Hi,
On Nov 26, 2016, at 2:02 PM, stepharo stepharo@free.fr wrote:
Hi doru
Hi,
As I mentioned at ESUG, I am really happy to see this effort, and I will support it. Modeling is an important piece in Moose, and being more flexible at creating new models is a significant added value given that Moose. Please keep me in the loop.
I am particularly interested in the object model of the meta-meta-model, and in the mapping to the Pharo classes that contain the implementation of the meta-model. I believe a Traits-based model would work well (I will try to list my ideas of how this could work later).
Using Slots is definitely something we already should have done in Fame, and I think it will work very well at least on the implementation level of the meta-model.
About syntaxes, I have less predilection for those, but I understand why they can be appealing. I believe that we should first favor Pharo, and only afterwards other DSLs. For example, if we insist of having the meta-model code separately, I believe that we should be able to produce the meta-description also through a fluent API (so, the fluent API is one of the syntaxes). Still, if we express the meta-model separately from the meta-model implementation, the question is remains about how we do the mapping.
I kind of agree. Now I do not want to people feel that we still their ideas and that they get stuck with their syntaxes.
I think I am missing a part of the picture. What do you mean by “stealing"?
About types, I also disagree with the comment from Guillaume :). One place where types can be relevant is when producing interfaces for editing objects, but I think that that does not have to be the main driver of the design of the new meta-meta-model. The only thing that I think is important when it comes to types is to allow us to reproduce the basic meta-model implementation in other languages that do rely on rigid static types. For example, right now, Fame generates the relations implementation using this information.

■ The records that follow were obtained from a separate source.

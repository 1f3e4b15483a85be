//! # Shell Completion
//!
//! Generates shell completion scripts for various shells (bash, zsh, fish,
//! PowerShell) to provide tab completion for credenv commands and arguments.

use std::io;

use anyhow::{Result, bail};
use clap::CommandFactory;
use clap_complete::generate;

use crate::cli::Cli;

/// Parse a shell name into a completion shell
pub fn parse_shell(name: &str) -> Result<clap_complete::Shell> {
  match name {
    "bash" => Ok(clap_complete::Shell::Bash),
    "zsh" => Ok(clap_complete::Shell::Zsh),
    "fish" => Ok(clap_complete::Shell::Fish),
    "powershell" => Ok(clap_complete::Shell::PowerShell),
    other => bail!("unsupported shell: {other}"),
  }
}

/// Generate shell completions for the specified shell
pub fn generate_completions(shell: clap_complete::Shell) -> Result<()> {
  let mut cmd = Cli::command();
  let app_name = cmd.get_name().to_string();

  generate(shell, &mut cmd, app_name, &mut io::stdout());

  Ok(())
}
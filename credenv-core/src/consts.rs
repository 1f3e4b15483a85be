//! Core constants shared across credenv components.

/// Default credential file name, resolved relative to the working directory.
pub const DEFAULT_CREDENTIAL_FILE: &str = "credential.json";

/// Environment variable overriding the credential file path when no explicit
/// path is given on the command line.
pub const ENV_CREDENTIAL_FILE: &str = "CREDENV_FILE";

Yes there is a difference between saying
the type of "to" of this relation is Container
the type of to of this relation is the class of the object that will be the to of the relation
based on the instantiation of the relation. It is like anchor-type. you may want to say this variable is the same type as this one or the same type as whaeveter. and not hardcode the type once for all.

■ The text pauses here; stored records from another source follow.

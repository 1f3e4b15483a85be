//! # Shell Syntax
//!
//! Export-line formatting and the sourcing wrapper for supported shells.
//! Everything printed for `eval` goes through this module so quoting rules
//! live in one place.

use std::env;
use std::fmt;

use clap::ValueEnum;

/// Shell dialect for eval-able output.
#[derive(ValueEnum, Debug, Clone, Copy, PartialEq, Eq)]
pub enum Shell {
  /// Bourne Again `SHell` (bash)
  Bash,
  /// Z `SHell` (zsh)
  Zsh,
  /// Friendly Interactive `SHell` (fish)
  Fish,
}

impl Shell {
  /// Detect the user's shell from `$SHELL`, defaulting to bash.
  pub fn detect() -> Self {
    match env::var("SHELL") {
      Ok(shell) => match shell.rsplit('/').next().unwrap_or_default() {
        "fish" => Shell::Fish,
        "zsh" => Shell::Zsh,
        _ => Shell::Bash,
      },
      Err(_) => Shell::Bash,
    }
  }

  /// One eval-able line exporting `name` with `value`.
  pub fn export_line(self, name: &str, value: &str) -> String {
    match self {
      Shell::Bash | Shell::Zsh => format!("export {}={}", name, posix_quote(value)),
      Shell::Fish => format!("set -gx {} {}", name, fish_quote(value)),
    }
  }

  /// The wrapper function users add to their shell configuration.
  ///
  /// The wrapper refuses to run when the credenv binary is missing from
  /// PATH, then evaluates the export output in the calling shell. Without
  /// the eval step the exports would only reach a throwaway child process.
  pub fn wrapper_script(self) -> String {
    match self {
      Shell::Bash | Shell::Zsh => format!(
        "# credenv shell integration for {shell}. Add to your shell rc:\n\
         #   eval \"$(credenv shellenv {shell})\"\n\
         credenv_load() {{\n\
         \x20 if ! command -v credenv >/dev/null 2>&1; then\n\
         \x20   echo \"credenv: command not found. Install credenv and make sure it is on your PATH.\" >&2\n\
         \x20   return 1\n\
         \x20 fi\n\
         \x20 eval \"$(credenv export --shell {shell} \"$@\")\"\n\
         }}\n",
        shell = self
      ),
      Shell::Fish => "# credenv shell integration for fish. Add to ~/.config/fish/config.fish:\n\
         #   credenv shellenv fish | source\n\
         function credenv_load\n\
         \x20 if not command -q credenv\n\
         \x20   echo \"credenv: command not found. Install credenv and make sure it is on your PATH.\" >&2\n\
         \x20   return 1\n\
         \x20 end\n\
         \x20 credenv export --shell fish $argv | source\n\
         end\n"
        .to_string(),
    }
  }
}

impl fmt::Display for Shell {
  fn fmt(&self, f: &mut fmt::Formatter<'_>) -> fmt::Result {
    let name = match self {
      Shell::Bash => "bash",
      Shell::Zsh => "zsh",
      Shell::Fish => "fish",
    };
    f.write_str(name)
  }
}

/// Quote a value for POSIX shells: wrap in single quotes, with embedded
/// single quotes closed, escaped, and reopened.
fn posix_quote(value: &str) -> String {
  format!("'{}'", value.replace('\'', r"'\''"))
}

/// Quote a value for fish: backslashes and single quotes are escaped inside
/// single quotes.
fn fish_quote(value: &str) -> String {
  format!("'{}'", value.replace('\\', r"\\").replace('\'', r"\'"))
}

#[cfg(test)]
mod tests {
  use super::*;

  #[test]
  fn test_posix_export_line() {
    let line = Shell::Bash.export_line("ANTHROPIC_API_KEY", "sk-ant-test");
    assert_eq!(line, "export ANTHROPIC_API_KEY='sk-ant-test'");
  }

  #[test]
  fn test_posix_quoting_survives_embedded_single_quotes() {
    let line = Shell::Zsh.export_line("OPENAI_API_KEY", "it's");
    assert_eq!(line, r"export OPENAI_API_KEY='it'\''s'");
  }

  #[test]
  fn test_fish_export_line() {
    let line = Shell::Fish.export_line("ANTHROPIC_API_KEY", "sk-ant-test");
    assert_eq!(line, "set -gx ANTHROPIC_API_KEY 'sk-ant-test'");
  }

  #[test]
  fn test_fish_quoting_escapes_quotes_and_backslashes() {
    let line = Shell::Fish.export_line("OPENAI_API_KEY", r"a'b\c");
    assert_eq!(line, r"set -gx OPENAI_API_KEY 'a\'b\\c'");
  }

  #[test]
  fn test_wrapper_scripts_guard_against_missing_binary() {
    for shell in [Shell::Bash, Shell::Zsh, Shell::Fish] {
      let script = shell.wrapper_script();
      assert!(script.contains("credenv_load"), "wrapper for {shell} missing function");
      assert!(script.contains("command"), "wrapper for {shell} missing dependency guard");
      assert!(
        script.contains("command not found"),
        "wrapper for {shell} missing remediation message"
      );
    }
  }

  #[test]
  fn test_posix_wrapper_evals_export_output() {
    let script = Shell::Bash.wrapper_script();
    assert!(script.contains(r#"eval "$(credenv export --shell bash "$@")""#));
  }

  #[test]
  fn test_fish_wrapper_sources_export_output() {
    let script = Shell::Fish.wrapper_script();
    assert!(script.contains("credenv export --shell fish $argv | source"));
  }
}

Exactly. For example, MultivalueLinks that model the bidirectional relationships in Fame work at the Pharo level and they do not care about type. The static information is actually only meaningful when we generate code.
Perhaps one option would be to have some sort of optional types for the scenario in which someone would like to maintain these types. Or maybe we find another solution.
In any case, I do not necessarily have a predefined solution in my head, but I do have requirements. And I would like to spend effort on this at least at the level of feedback and prototyping.
Ok we do not have either a predefined solution. Now we do not want to focus on interexchange constraints more on empowering our infrastructure.
That makes sense. That is why I said that I am interested to spend effort :).
Cheers, Doru
Cheers, Doru
On Nov 26, 2016, at 9:58 AM, stepharo stepharo@free.fr wrote:
Hi
What we will try to do with Pavel, alain, anne and me (probably nicolas) in contact with Peter starting january is the following
Define another metametamodel (trying to use Pharo + Slot for relationships + invariant = Pharom) - this metameta should be able to have different syntaxes OpenPonk, Express, Pharo - This metameta should does not need types :) sorry I did not get at all the remark of guillaume And in particular there is a difference between a static type and a concrete type systems.
Take Famix 3 -> Famix3NG and break it appart to get composable pieces and use Pharom to describe FamixNG
We are open to discussions but to a certain extent.
Then we will work on optimise for space. In addition we will do a call to collect all the points that should be improve in Moose.